Part of Micah’s curse in this passage is that a hill that was richly developed by man would turn back into a forest. That doesn’t happen overnight – it takes an entire generation for those trees to grow up. It has to sit there quite a while – until your children are old. We would have our works today rise up with ridiculous rapidity. Instead of a cathedral taking a hundred years, the new highest sky scraper rises in Dubai on the backs of slaves and cranes in only 2-3 years. We have overnight billionaires born of tech acquisitions. We want to get rich quick and cram as much into our lives as possible, extending it with surgery, Viagra, and dialysis. Our lives are fleeting and we desire things NOW lest we whither away before they arrive.
I think we project this impatience on God as well. We imagine his judgements to be in the form of lightning strikes or fire from heaven. That’s how we would have it done after all. But scripture shows us a God whose judgements are often slow, lasting through a great deal of time. He gives us over to sin for a while. He let’s things work themselves out for a while and then rescues us. He sends Israel to exile, not for a week, but for 70 years. The remnant is literally all pushing up daisies by then. It’s their grand children who see new things take shape. The temple mount is hosed long enough for tall trees to come back.
And then, in a sense, his saving of us is the same way. Suddenly on the third day was death defeated and Satan actually cast down “like lightning”. But then oh so slow was the rest of the redemptive work – as if a small seed was planted to grow into a garden to cover the earth. Such is His mercy for us – it can be terribly slow too. We see death as some tragic interruption or disappointment in this process. He does not. The seed is still growing.
Psalm 91:3-13 is a fascinating passage. Ancient Hebrews scholars we are told considered it to be a description of demonic attack. Several passages in the New Testament seem to confirm the metaphor, especially the long ending of Mark.
Surely He will deliver you from the snare of the fowler and from the perilous pestilence… You shall not be afraid of the terror by night nor of the arrow that flies by the day nor of the pestilence that walks in darkness…etc.
One person in particular seems to have this passage down very well. Indeed, it is Satan himself, who quotes verses 11-12 when tempting Jesus:
For He shall give his angels charge over you, To keep you in all your ways. In their hands they shall bear you up, lest you dash your foot against a stone.

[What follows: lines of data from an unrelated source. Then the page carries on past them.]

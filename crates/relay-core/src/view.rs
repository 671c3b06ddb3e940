//! Membership views.
//!
//! A view is an immutable snapshot: the ordered member list, a view id that
//! only ever grows for a given cluster, and the coordinator, which is always
//! the first member.

use crate::Address;
use serde::{Deserialize, Serialize};
use std::fmt::{self, Display, Formatter};

/// Ordered membership snapshot of one cluster.
#[derive(Debug, Clone, PartialEq, Eq, Serialize, Deserialize)]
#[serde(rename_all = "camelCase")]
pub struct View {
    pub view_id: u64,
    pub coordinator: Address,
    pub members: Vec<Address>,
}

impl View {
    /// Build a view over `members`, using the first member as coordinator.
    ///
    /// Returns `None` for an empty member list: a view always has a coordinator.
    pub fn new(view_id: u64, members: Vec<Address>) -> Option<Self> {
        let coordinator = members.first()?.clone();
        Some(Self {
            view_id,
            coordinator,
            members,
        })
    }

    pub fn len(&self) -> usize {
        self.members.len()
    }

    pub fn is_empty(&self) -> bool {
        self.members.is_empty()
    }

    pub fn contains(&self, address: &Address) -> bool {
        self.members.contains(address)
    }
}

impl Display for View {
    fn fmt(&self, f: &mut Formatter<'_>) -> fmt::Result {
        write!(
            f,
            "[{}|{}] ({}) {}",
            self.coordinator,
            self.view_id,
            self.members.len(),
            print_addresses(&self.members)
        )
    }
}

/// Render addresses as `[A, B, C]`.
pub fn print_addresses<'a>(addresses: impl IntoIterator<Item = &'a Address>) -> String {
    let names: Vec<String> = addresses.into_iter().map(|a| a.to_string()).collect();
    format!("[{}]", names.join(", "))
}
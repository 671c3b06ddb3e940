//! Connection managers talking to a real relay-server.

use std::net::SocketAddr;
use std::sync::Arc;
use std::time::Duration;

use relay_client::{ClientConfig, ConnectionManager, ConnectionStatus, Subscription};
use relay_core::{Address, CorrelationHeader, MessageEnvelope, View};
use relay_server::{RelayServer, ServerConfig};
use tokio::sync::mpsc;
use tokio::time::timeout;

const WAIT: Duration = Duration::from_secs(5);

async fn start_relay(server: RelayServer) -> SocketAddr {
    let listener = RelayServer::bind("127.0.0.1:0".parse().unwrap())
        .await
        .unwrap();
    let local = listener.local_addr().unwrap();
    tokio::spawn(Arc::new(server).run(listener));
    local
}

struct Member {
    address: Address,
    manager: ConnectionManager,
    views: mpsc::UnboundedReceiver<View>,
    messages: mpsc::UnboundedReceiver<MessageEnvelope>,
    _subs: (Subscription, Subscription),
}

impl Member {
    fn new(name: &str, config: ClientConfig) -> Self {
        let manager = ConnectionManager::new(config).unwrap();
        let (view_tx, views) = mpsc::unbounded_channel();
        let (msg_tx, messages) = mpsc::unbounded_channel();
        let view_sub = manager.on_view(move |v| {
            let _ = view_tx.send(v.clone());
        });
        let msg_sub = manager.on_message(move |m| {
            let _ = msg_tx.send(m.clone());
        });
        Self {
            address: Address::random().with_name(name),
            manager,
            views,
            messages,
            _subs: (view_sub, msg_sub),
        }
    }

    async fn join(&mut self, cluster: &str) -> View {
        self.manager.connect(cluster, &self.address).await.unwrap();
        self.next_view().await
    }

    async fn next_view(&mut self) -> View {
        timeout(WAIT, self.views.recv())
            .await
            .expect("Timeout waiting for view")
            .unwrap()
    }

    async fn next_message(&mut self) -> MessageEnvelope {
        timeout(WAIT, self.messages.recv())
            .await
            .expect("Timeout waiting for message")
            .unwrap()
    }
}

fn config(relay: SocketAddr) -> ClientConfig {
    ClientConfig::new("127.0.0.1", relay.port())
}

#[tokio::test]
async fn test_members_see_views_and_messages() {
    let relay = start_relay(RelayServer::new()).await;
    let mut a = Member::new("A", config(relay));
    let mut b = Member::new("B", config(relay));

    assert_eq!(a.join("rpcs").await.view_id, 1);
    let v2 = b.join("rpcs").await;
    assert_eq!(v2.view_id, 2);
    assert_eq!(v2.coordinator, a.address);
    assert_eq!(a.next_view().await, v2);
    assert!(a.manager.is_connected() && b.manager.is_connected());

    let unicast =
        MessageEnvelope::unicast("rpcs", Some(b.address.clone()), a.address.clone(), b"to A".to_vec());
    b.manager.send(unicast.clone()).await.unwrap();
    assert_eq!(a.next_message().await, unicast);

    // B excludes itself from its own multicast
    let header = CorrelationHeader::new(0, 1, 0).excluding([b.address.clone()]);
    let multicast = MessageEnvelope::multicast("rpcs", Some(b.address.clone()), b"all".to_vec())
        .with_correlation_header(header);
    b.manager.send(multicast.clone()).await.unwrap();
    assert_eq!(a.next_message().await, multicast);

    let current = a.manager.get_view("rpcs").await.unwrap().unwrap();
    assert_eq!(current.view_id, 2);
    assert_eq!(a.manager.dump().await.unwrap(), "members:\nrpcs: [A, B]\n");

    b.manager.disconnect("rpcs", &b.address).await.unwrap();
    assert_eq!(b.manager.status(), ConnectionStatus::Disconnected);
    let v3 = a.next_view().await;
    assert_eq!(v3.view_id, 3);
    assert_eq!(v3.members, vec![a.address.clone()]);

    a.manager.stop().await;
}

#[tokio::test]
async fn test_register_view_then_join() {
    let relay = start_relay(RelayServer::new()).await;
    let mut a = Member::new("A", config(relay));
    let mut b = Member::new("B", config(relay));
    let mut c = Member::new("C", config(relay));

    // A and B bring an existing view over; registration alone pushes nothing
    let existing = View::new(5, vec![a.address.clone(), b.address.clone()]).unwrap();
    for member in [&a, &b] {
        member
            .manager
            .register_view("rpcs", &existing, &member.address)
            .await
            .unwrap();
    }
    for member in [&a, &b] {
        timeout(WAIT, async {
            while !member.manager.is_connected() {
                tokio::time::sleep(Duration::from_millis(10)).await;
            }
        })
        .await
        .expect("registration was not acknowledged");
    }
    assert_eq!(a.manager.dump().await.unwrap(), "members:\nrpcs: [A, B]\n");

    let view = c.join("rpcs").await;
    assert_eq!(view.view_id, 1);
    assert_eq!(
        view.members,
        vec![a.address.clone(), b.address.clone(), c.address.clone()]
    );
    assert_eq!(a.next_view().await, view);
    assert_eq!(b.next_view().await, view);
}

#[tokio::test]
async fn test_tls_connection() {
    let dir = tempfile::tempdir().unwrap();
    let generated = rcgen::generate_simple_self_signed(vec!["localhost".to_string()]).unwrap();
    let cert = dir.path().join("cert.pem");
    let key = dir.path().join("key.pem");
    std::fs::write(&cert, generated.cert.pem()).unwrap();
    std::fs::write(&key, generated.key_pair.serialize_pem()).unwrap();

    let server = RelayServer::from_config(&ServerConfig::default().with_tls(&cert, &key)).unwrap();
    let relay = start_relay(server).await;

    let client_config = ClientConfig::new("localhost", relay.port()).with_server_cert(&cert);
    let mut a = Member::new("A", client_config);
    assert_eq!(a.join("secure").await.view_id, 1);
    assert_eq!(a.manager.dump().await.unwrap(), "members:\nsecure: [A]\n");
}
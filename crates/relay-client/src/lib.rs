//! relay-client: Member-side connection to a cluster relay.
//!
//! This crate provides:
//! - `ConnectionManager`: join/leave/send over one relay stream, with
//!   automatic reconnection after transport errors
//! - `ConnectionState`: compare-and-set connection status
//! - `Reconnector`: fixed-interval retry task
//! - `EventBus`: view and message subscriptions

pub mod config;
pub mod error;
pub mod events;
pub mod manager;
pub mod reconnector;
pub mod state;
pub mod tls;

pub use config::ClientConfig;
pub use error::ClientError;
pub use events::{ClientEvent, EventBus, Subscription};
pub use manager::ConnectionManager;
pub use reconnector::{ReconnectFn, Reconnector};
pub use state::{ConnectionState, ConnectionStatus};
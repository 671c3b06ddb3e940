//! Client configuration.

use crate::error::ClientError;
use serde::{Deserialize, Serialize};
use std::path::{Path, PathBuf};
use std::time::Duration;

#[derive(Debug, Clone, PartialEq, Eq, Serialize, Deserialize)]
pub struct ClientConfig {
    /// Relay host name or IP
    #[serde(default = "default_host")]
    pub host: String,

    /// Relay port (default: 50051)
    #[serde(default = "default_port")]
    pub port: u16,

    /// PEM certificate to trust; when set the connection uses TLS
    #[serde(default)]
    pub server_cert: Option<PathBuf>,

    /// Delay between reconnection attempts in milliseconds (default: 3000)
    #[serde(default = "default_reconnect_interval")]
    pub reconnect_interval_ms: u64,

    /// Bound on connection setup and request/response exchanges (default: 5000)
    #[serde(default = "default_request_timeout")]
    pub request_timeout_ms: u64,

    /// How long `stop` and `disconnect` wait for the stream to wind down (default: 30000)
    #[serde(default = "default_shutdown_timeout")]
    pub shutdown_timeout_ms: u64,
}

fn default_host() -> String {
    "localhost".to_string()
}

fn default_port() -> u16 {
    50051
}

fn default_reconnect_interval() -> u64 {
    3000
}

fn default_request_timeout() -> u64 {
    5000
}

fn default_shutdown_timeout() -> u64 {
    30_000
}

impl Default for ClientConfig {
    fn default() -> Self {
        Self {
            host: default_host(),
            port: default_port(),
            server_cert: None,
            reconnect_interval_ms: default_reconnect_interval(),
            request_timeout_ms: default_request_timeout(),
            shutdown_timeout_ms: default_shutdown_timeout(),
        }
    }
}

impl ClientConfig {
    pub fn new(host: impl Into<String>, port: u16) -> Self {
        Self {
            host: host.into(),
            port,
            ..Self::default()
        }
    }

    /// Load from a JSON file. Missing fields take their defaults.
    pub fn load(path: impl AsRef<Path>) -> Result<Self, ClientError> {
        let path = path.as_ref();
        let content = std::fs::read_to_string(path).map_err(|e| ClientError::Config {
            path: path.to_path_buf(),
            message: e.to_string(),
        })?;
        serde_json::from_str(&content).map_err(|e| ClientError::Config {
            path: path.to_path_buf(),
            message: e.to_string(),
        })
    }

    pub fn with_server_cert(mut self, cert: impl Into<PathBuf>) -> Self {
        self.server_cert = Some(cert.into());
        self
    }

    pub fn with_reconnect_interval(mut self, interval: Duration) -> Self {
        self.reconnect_interval_ms = interval.as_millis() as u64;
        self
    }

    pub fn with_shutdown_timeout(mut self, timeout: Duration) -> Self {
        self.shutdown_timeout_ms = timeout.as_millis() as u64;
        self
    }

    /// `host:port`, for log and error messages.
    pub fn target(&self) -> String {
        format!("{}:{}", self.host, self.port)
    }

    pub fn url(&self) -> String {
        let scheme = if self.server_cert.is_some() { "wss" } else { "ws" };
        format!("{}://{}:{}", scheme, self.host, self.port)
    }

    pub fn reconnect_interval(&self) -> Duration {
        Duration::from_millis(self.reconnect_interval_ms)
    }

    pub fn request_timeout(&self) -> Duration {
        Duration::from_millis(self.request_timeout_ms)
    }

    pub fn shutdown_timeout(&self) -> Duration {
        Duration::from_millis(self.shutdown_timeout_ms)
    }
}
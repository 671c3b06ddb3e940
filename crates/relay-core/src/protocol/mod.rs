//! Wire protocol between relay members and the relay server.
//!
//! Every frame is a single JSON object sent as a binary WebSocket frame.
//! - Requests (member → relay) and responses (relay → member) are
//!   discriminated by their `type` field
//! - Application messages travel in a `MessageEnvelope` in both directions

pub mod encoding;
pub mod envelope;
pub mod request;
pub mod response;

pub use encoding::{ProtocolError, MAX_MESSAGE_SIZE};
pub use envelope::{CorrelationHeader, MessageEnvelope, RelayHeader, RelayHeaderType};
pub use request::{GetViewRequest, JoinRequest, LeaveRequest, RegisterViewRequest, Request};
pub use response::{DumpResponse, GetViewResponse, Response};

It seems to me that Satan is obsessed with himself. So what would be his favorite passages of scripture anyway? The ones about him of course! His thought is reflexive – ever festering on himself, closing back in on himself and hungry to suck in others into his despair and fascinated failure.
Rene Girard’s work shows us that the modern conception of the human being as an independent, autonomous free-thinking well of desire is completely false. We THINK our desires and tastes and visions come from within and we stew about them – scheming a way that we might bring them to fruition. But no, in reality our desires come from others. They come from our formation over time in our communities and we get them by imitating the desires of others in our proximity. Our deepest held desires – for companionship – and to make things – comes from our creator.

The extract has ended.